The answer must be the lines from the one containing "ones when both" through the last line of the data below, copied exactly, with nothing else.

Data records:
§

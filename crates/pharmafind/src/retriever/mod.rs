//! Access to the literature database.
//!
//! The [`Fetcher`](crate::fetcher::Fetcher) only talks to a [`LiteratureSource`]: something that
//! can turn a query into an ordered list of record identifiers and identifiers into
//! [`RawRecord`]s. [`entrez::EntrezClient`] implements it against NCBI's E-utilities; tests and
//! other databases can bring their own implementation.
//!
//! # Fetch order
//!
//! A source may return records in any order and may leave out identifiers it could not find.
//! The fetcher re-associates records with the search order by identifier.

use super::*;

pub mod entrez;
pub mod xml;

/// A searchable source of publication metadata.
///
/// # Examples
///
/// ```no_run
/// use async_trait::async_trait;
/// use pharmafind::{error::Result, record::RawRecord, retriever::LiteratureSource};
///
/// struct Offline(Vec<RawRecord>);
///
/// #[async_trait]
/// impl LiteratureSource for Offline {
///   async fn search(&self, _query: &str, max_results: usize) -> Result<Vec<String>> {
///     Ok(self.0.iter().filter_map(|r| r.id.clone()).take(max_results).collect())
///   }
///
///   async fn fetch(&self, ids: &[String]) -> Result<Vec<RawRecord>> {
///     Ok(self.0.iter().filter(|r| r.id.as_ref().is_some_and(|id| ids.contains(id))).cloned().collect())
///   }
/// }
/// ```
#[async_trait]
pub trait LiteratureSource: Send + Sync {
  /// Returns up to `max_results` identifiers matching `query`, best match first.
  ///
  /// Fails with [`PharmafindError::Search`] when the service is unreachable or rejects the
  /// query. No match is an empty list, not an error.
  async fn search(&self, query: &str, max_results: usize) -> Result<Vec<String>>;

  /// Retrieves the raw records for `ids`.
  ///
  /// Fails with [`PharmafindError::Fetch`] on transport or decoding failures. Records that the
  /// service does not have are simply missing from the result.
  async fn fetch(&self, ids: &[String]) -> Result<Vec<RawRecord>>;
}

#[async_trait]
impl<T: LiteratureSource + ?Sized> LiteratureSource for &T {
  async fn search(&self, query: &str, max_results: usize) -> Result<Vec<String>> {
    (**self).search(query, max_results).await
  }

  async fn fetch(&self, ids: &[String]) -> Result<Vec<RawRecord>> { (**self).fetch(ids).await }
}

#[async_trait]
impl<T: LiteratureSource + ?Sized> LiteratureSource for Box<T> {
  async fn search(&self, query: &str, max_results: usize) -> Result<Vec<String>> {
    (**self).search(query, max_results).await
  }

  async fn fetch(&self, ids: &[String]) -> Result<Vec<RawRecord>> { (**self).fetch(ids).await }
}
//! Industry-affiliated paper discovery for PubMed.
//!
//! `pharmafind` searches a biomedical literature database, pulls the metadata of every matching
//! publication, and keeps only the papers that list at least one author whose affiliation looks
//! like a pharmaceutical or biotech company rather than an academic or clinical institution.
//!
//! # Pipeline
//!
//! ```text
//! query ─► search ─► ids ─► fetch ─► raw records ─► normalize (classify each author) ─► table
//! ```
//!
//! - [`classifier`]: keyword rule table and the affiliation heuristic
//! - [`normalizer`]: turns one [`record::RawRecord`] into a [`publication::Publication`]
//! - [`fetcher`]: drives search and fetch through a [`retriever::LiteratureSource`]
//! - [`table`]: the ordered [`table::ResultTable`] with CSV export and console listing
//! - [`retriever`]: the collaborator boundary and the NCBI Entrez client
//! - [`config`]: TOML configuration for the Entrez client
//!
//! # Getting Started
//!
//! ```no_run
//! use pharmafind::{config::Config, fetcher::Fetcher, retriever::entrez::EntrezClient};
//!
//! #[tokio::main]
//! async fn main() -> Result<(), Box<dyn std::error::Error>> {
//!   let config = Config::load_default()?;
//!   let fetcher = Fetcher::new(EntrezClient::new(config.entrez));
//!
//!   let table = fetcher.fetch_and_process("cancer immunotherapy", 50).await?;
//!   for publication in table.iter() {
//!     println!("{} {:?}", publication.id, publication.company_affiliations);
//!   }
//!   Ok(())
//! }
//! ```
//!
//! Classification is a best-effort heuristic. Industry keywords win over academic ones when both
//! appear in the same affiliation, which favours recall of industry collaborations over precision.

#![warn(missing_docs, clippy::missing_docs_in_private_items)]

use std::{
  collections::{HashMap, HashSet},
  fmt::Display,
  io,
  path::{Path, PathBuf},
};

use async_trait::async_trait;
use lazy_static::lazy_static;
use regex::Regex;
use serde::{Deserialize, Serialize};
use tracing::{debug, info, trace, warn};
#[cfg(test)] use tracing_test::traced_test;

pub mod classifier;
pub mod config;
pub mod error;
pub mod fetcher;
pub mod normalizer;
pub mod publication;
pub mod record;
pub mod retriever;
pub mod table;

use crate::{
  classifier::*, error::*, normalizer::*, publication::*, record::*, retriever::*, table::*,
};

/// Common traits and types for ergonomic imports.
///
/// ```no_run
/// use pharmafind::{fetcher::Fetcher, prelude::*, retriever::entrez::EntrezClient};
///
/// async fn example() -> Result<(), PharmafindError> {
///   let fetcher = Fetcher::new(EntrezClient::default());
///   let table = fetcher.fetch_and_process("crispr", 10).await?;
///   println!("{} papers", table.len());
///   Ok(())
/// }
/// ```
pub mod prelude {
  pub use crate::{error::PharmafindError, retriever::LiteratureSource};
}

§

RESULT:
//! Classification is a best-effort heuristic. Industry keywords win over academic ones when both
//! appear in the same affiliation, which favours recall of industry collaborations over precision.

#![warn(missing_docs, clippy::missing_docs_in_private_items)]

use std::{
  collections::{HashMap, HashSet},
  fmt::Display,
  io,
  path::{Path, PathBuf},
};

use async_trait::async_trait;
use lazy_static::lazy_static;
use regex::Regex;
use serde::{Deserialize, Serialize};
use tracing::{debug, info, trace, warn};
#[cfg(test)] use tracing_test::traced_test;

pub mod classifier;
pub mod config;
pub mod error;
pub mod fetcher;
pub mod normalizer;
pub mod publication;
pub mod record;
pub mod retriever;
pub mod table;

use crate::{
  classifier::*, error::*, normalizer::*, publication::*, record::*, retriever::*, table::*,
};

/// Common traits and types for ergonomic imports.
///
/// ```no_run
/// use pharmafind::{fetcher::Fetcher, prelude::*, retriever::entrez::EntrezClient};
///
/// async fn example() -> Result<(), PharmafindError> {
///   let fetcher = Fetcher::new(EntrezClient::default());
///   let table = fetcher.fetch_and_process("crispr", 10).await?;
///   println!("{} papers", table.len());
///   Ok(())
/// }
/// ```
pub mod prelude {
  pub use crate::{error::PharmafindError, retriever::LiteratureSource};
}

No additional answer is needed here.